In the 1920s, Charles Ponzi carried out this scheme and became well known throughout the United States because of the huge amount of money that he took in. His original scheme was based on the legitimate arbitrage of international reply coupons for postage stamps, but he soon began diverting new investors' money to make payments to earlier investors and to himself. Unlike earlier similar schemes, Ponzi's gained considerable press coverage both within the United States and internationally both while it was being perpetrated and after it collapsed – this notoriety eventually led to the type of scheme being named after him.

Characteristics 
In a Ponzi scheme, a con artist offers investments that promise very high returns with little or no risk to their victims. The returns are said to originate from a business or a secret idea run by the con artist. In reality, the business does not exist or the idea does not work in the way it is described. The con artist pays the high returns promised to their earlier investors by using the money obtained from later investors.

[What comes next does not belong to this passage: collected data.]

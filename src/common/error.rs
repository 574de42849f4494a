// src/common/error.rs

use std::collections::HashMap;

use axum::{
    http::StatusCode,
    response::{IntoResponse, Response},
    Json,
};
use serde::Serialize;
use thiserror::Error;
use utoipa::ToSchema;

// Erros internos da aplicação (repositórios, builders, hashing...).
// A classe que o cliente enxerga é decidida em `to_api_error`.
#[derive(Debug, Error)]
pub enum AppError {
    #[error("Erro de validação")]
    ValidationError(#[from] validator::ValidationErrors),

    #[error("{0}")]
    InvalidArgument(String),

    #[error("{0}")]
    NotFound(String),

    // Placeholder `:nome` sem valor no mapa de parâmetros (erro de programação)
    #[error("parâmetro sem valor na query: :{0}")]
    UnboundParameter(String),

    #[error("Erro de Bcrypt: {0}")]
    BcryptError(#[from] bcrypt::BcryptError),

    #[error("{0}")]
    Internal(String),
}

impl From<sqlx::Error> for AppError {
    fn from(err: sqlx::Error) -> Self {
        match &err {
            sqlx::Error::RowNotFound => AppError::NotFound("no rows in result set".to_string()),
            sqlx::Error::Database(db_err) => {
                // Classe 23 = violação de integridade (FK, NOT NULL, UNIQUE...)
                // Classe 22 = dado inválido (uuid malformado, texto longo demais...)
                let is_caller_error = db_err
                    .code()
                    .map(|code| code.starts_with("23") || code.starts_with("22"))
                    .unwrap_or(false);
                if is_caller_error {
                    AppError::InvalidArgument(db_err.message().to_string())
                } else {
                    AppError::Internal(err.to_string())
                }
            }
            _ => AppError::Internal(err.to_string()),
        }
    }
}

/// Classe de status exposta ao cliente, com a mesma semântica dos códigos gRPC.
#[derive(Debug, Clone, Copy, PartialEq, Eq, Serialize, ToSchema)]
#[serde(rename_all = "SCREAMING_SNAKE_CASE")]
pub enum Code {
    InvalidArgument,
    NotFound,
    Internal,
}

impl Code {
    pub fn http_status(self) -> StatusCode {
        match self {
            Code::InvalidArgument => StatusCode::BAD_REQUEST,
            Code::NotFound => StatusCode::NOT_FOUND,
            Code::Internal => StatusCode::INTERNAL_SERVER_ERROR,
        }
    }
}

#[derive(Debug, Serialize, ToSchema)]
pub struct ApiError {
    pub code: Code,
    pub message: String,
    #[serde(skip_serializing_if = "Option::is_none")]
    pub details: Option<HashMap<String, Vec<String>>>,
}

impl ApiError {
    pub fn invalid_argument(message: impl Into<String>) -> Self {
        Self { code: Code::InvalidArgument, message: message.into(), details: None }
    }

    pub fn not_found(message: impl Into<String>) -> Self {
        Self { code: Code::NotFound, message: message.into(), details: None }
    }

    pub fn internal(message: impl Into<String>) -> Self {
        Self { code: Code::Internal, message: message.into(), details: None }
    }
}

impl AppError {
    pub fn to_api_error(&self) -> ApiError {
        match self {
            AppError::ValidationError(errors) => {
                let mut details = HashMap::new();
                for (field, field_errors) in errors.field_errors() {
                    let messages: Vec<String> = field_errors
                        .iter()
                        .map(|e| {
                            e.message
                                .as_ref()
                                .map(|m| m.to_string())
                                .unwrap_or_else(|| e.code.to_string())
                        })
                        .collect();
                    details.insert(field.to_string(), messages);
                }
                ApiError {
                    code: Code::InvalidArgument,
                    message: "one or more fields are invalid".to_string(),
                    details: Some(details),
                }
            }
            AppError::InvalidArgument(message) => ApiError::invalid_argument(message.clone()),
            AppError::NotFound(message) => ApiError::not_found(message.clone()),

            // Todo o resto vira INTERNAL. O detalhe fica só no log.
            e => {
                tracing::error!(error = %e, "Erro Interno do Servidor");
                ApiError::internal("internal error")
            }
        }
    }
}

impl From<AppError> for ApiError {
    fn from(err: AppError) -> Self {
        err.to_api_error()
    }
}

impl IntoResponse for ApiError {
    fn into_response(self) -> Response {
        (self.code.http_status(), Json(self)).into_response()
    }
}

Instead of engaging in a legitimate business activity, the con artist attempts to attract new investors to make the payments that were promised to earlier investors. The operator of the scheme also diverts clients' funds for the operator's personal use.

With little or no legitimate earnings, Ponzi schemes require a constant flow of new money to survive. When it becomes hard to recruit new investors, or when large numbers of existing investors cash out, these schemes collapse. As a result, most investors end up losing all or much of the money they invested. In some cases, the operator of the scheme may simply disappear with the money.

Red flags 
According to the U.S. Securities and Exchange Commission (SEC), many Ponzi schemes share characteristics that should be "red flags" for investors.
 High investment returns with little or no risk. Every investment carries some degree of risk, and investments yielding higher returns typically involve more risk. Any "guaranteed" investment opportunity should be considered suspect.
 Overly consistent returns. Investment values tend to go up and down over time, especially those offering potentially high returns. An investment that continues to generate regular positive returns regardless of overall market conditions is considered suspicious.
 Unregistered investments. Ponzi schemes typically involve investments that have not been registered with financial regulators (like the SEC or the FCA). Registration is important because it provides investors with access to key information about the company's management, products, services, and finances.
 Unlicensed sellers. In the United States, federal and state securities laws require that investment professionals and their firms be licensed or registered. Most Ponzi schemes involve unlicensed individuals or unregistered firms.
 Secretive or complex strategies. Investments that cannot be understood or on which no complete information can be found or obtained are considered suspicious.
 Issues with paperwork. Account statement errors may be a sign that funds are not being invested as promised.
 Difficulty receiving payments. Investors should be suspicious of cases where they don't receive a payment or have difficulty cashing out. Ponzi scheme promoters sometimes try to prevent participants from cashing out by offering even higher returns for staying put.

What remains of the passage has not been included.